Monday, November 08, 2010

Top Story

Tech summit focuses on eco-supply chain and the cloud

A panel examining China's energy future has come to the conclusion that what retailers spend to reduce their supply chains' carbon footprint, they might more than make up in sales as consumer demand for "green" products grows. The panel was conducted at a Silicon Valley conference focusing on technology opportunities in Asia.

"Retailers can compete on carbon and water content … in the manufacture, transport and delivery" of their goods, said Lawrence Goldenhersh, the chief executive of Enviance, a Carlsbad, California-based company that develops software tools for environmental management. "Consumers will be allowed to cast their vote at the cash register."

Goldenhersh and other panelists were referring specifically to the Chinese market. Whether such thinking is taking hold in the United States remains open to question, at least where some sectors are concerned.

Their observations came during the annual Connect conference that the Asia America MultiTechnology Association held at the Computer History Museum in Mountain View, California. Speakers at the daylong event said technology business opportunities abounded in China and India, not only in the environmental field but also in the information, energy and biology sectors.

Some participants in the discussion of China's energy future suggested that intellectual property issues be made part of the equation, and one of them, business consultant Jill Buck, said General Motors was lagging in developing clean-energy vehicles.

Buck, head of Go Green Initiative in San Francisco, agreed with Goldenhersh's suggestion that the United States and China arrange to swap technology-related intellectual property for carbon credits.

"We need more bilateral conversations to figure these things out together, just the two of us," she said, adding that when investment mogul Warren Buffett "plunked down $10 million to fund EV (electronic vehicle) development in China, GM didn't catch on."

Matthew Denesuk, a partner in IBM Venture Capital Group, sounded a cautionary note on IP transfer. "You want to work out compensation for IP that's comfortable to all parties," he said.

Supply chain executive Greg Stein said he hoped to capitalize on the growing consumer demand for goods whose production, distribution and use are environmentally safe.

"Some of the better supply chains I've built have strong ecosystems around their manufacture," said Stein, vice president of global supply chain at Better Place, a Palo Alto, California-based company that provides network infrastructure for EV production.

Those supply chains differ in character from what has evolved in the freight community. But they have some relevance, providing a broader context for companies active in international business, judged from what Stein later told Cargo Business News.

The ecosystems, he said, include product and component manufacture and service elements, including third-party logistics, distributed among four quadrants:

  • Product and service suppliers.
  • "Solution partners," such as providers of hardware tailored to specific software programs.
  • "Go-to-market partners," who not only develop marketing strategies and campaigns but also invest in their execution.
  • Investors – individuals or companies involved "in direct or indirect investment in your company's success. This is not a supply chain partner as much as it is somebody who's funding the supply chain," Stein said.
Supply chains have become very sophisticated, with individual partners playing multiple roles, he said. "The stakes are much higher. There is more interdependency, so companies are raising the bar on the criteria to select those partners."

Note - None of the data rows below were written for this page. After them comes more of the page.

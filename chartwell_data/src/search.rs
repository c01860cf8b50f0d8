// Copyright 2025 the Chartwell Authors
// SPDX-License-Identifier: Apache-2.0 OR MIT

//! Binary search over key-sorted rows.

use core::cmp::Ordering;

use crate::row::TableRow;

/// How [`search_index`](crate::TableStorage::search_index) resolves a key
/// that is not present.
#[derive(Copy, Clone, Debug, PartialEq, Eq, Hash, Default)]
pub enum SearchMode {
    /// Only an exact match.
    #[default]
    Exact,
    /// The exact match or the first row after the key.
    ExactOrNext,
    /// The exact match or the last row before the key.
    ExactOrPrev,
    /// The numerically closest row. On a tie the later row wins.
    Nearest,
}

/// Orders two keys. Keys are never `NaN` once stored.
pub(crate) fn compare_keys(a: f64, b: f64) -> Ordering {
    a.partial_cmp(&b).unwrap_or(Ordering::Equal)
}

/// Resolves `key` against `rows` (sorted ascending) without any caching.
pub(crate) fn find_index(rows: &[TableRow], key: f64, mode: SearchMode) -> Option<usize> {
    if key.is_nan() {
        return None;
    }
    let insert_at = match rows.binary_search_by(|row| compare_keys(row.key, key)) {
        Ok(found) => return Some(found),
        Err(insert_at) => insert_at,
    };
    let len = rows.len();
    match mode {
        SearchMode::Exact => None,
        SearchMode::ExactOrNext => (insert_at < len).then_some(insert_at),
        SearchMode::ExactOrPrev => insert_at.checked_sub(1),
        SearchMode::Nearest => {
            if len == 0 {
                None
            } else if insert_at == 0 {
                Some(0)
            } else if insert_at < len {
                let before = rows[insert_at - 1].key;
                let after = rows[insert_at].key;
                if key - before < after - key {
                    Some(insert_at - 1)
                } else {
                    Some(insert_at)
                }
            } else {
                Some(len - 1)
            }
        }
    }
}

For Better Place's industry, promoting electricity-based transportation, the challenge is not confined to China and the United States, but is global, he said. The market "is real and it's taking hold," and it extends to the consumer products segment as well as to the transportation systems sector, he said.

"Cloud" computing – the use of third-party services such as Internet service providers and social networks for data storage, retrieval and application, and for communication – received a good deal of attention during the conference, but how soon it gains widespread acceptance in the freight community remains to be seen.

Mu Li, senior director of strategy and corporate development at Hewlett-Packard, described cloud computing as "the promise that the Internet finally delivers."

Steven Powell, a leading spokesman on data automation matters for a freight service providers' organization told Cargo Business News that while cloud computing might have some appeal to small and midsize companies with limited resources, it carries some data security and reliability concerns.

"There is a control aspect – access to data, the ease of manipulating data," said Powell, who co-chairs the freight forwarding committee of the Washington-based National Customs Brokers and Forwarders Association of America. He is also information technology director of C.H. Powell Co. in Canton, Massachusetts.

Companies such as Salesforce.com "have to adopt security measures and protocols. They have to be able to ensure the reliability and security of that data," he said.

His company, which is midsize, is "committed to the in-house solution as opposed to the outsourced or cloud solution. It allows us … to take advantage of technologies, enabling quicker response to customer demand," he said.

Cloud computing enables companies to let employees work from home, but "telecommuting doesn't work for all operations," he said. Especially in the freight sector, where some paper documents still move, companies need in-house personnel to handle scanning and imaging, he said.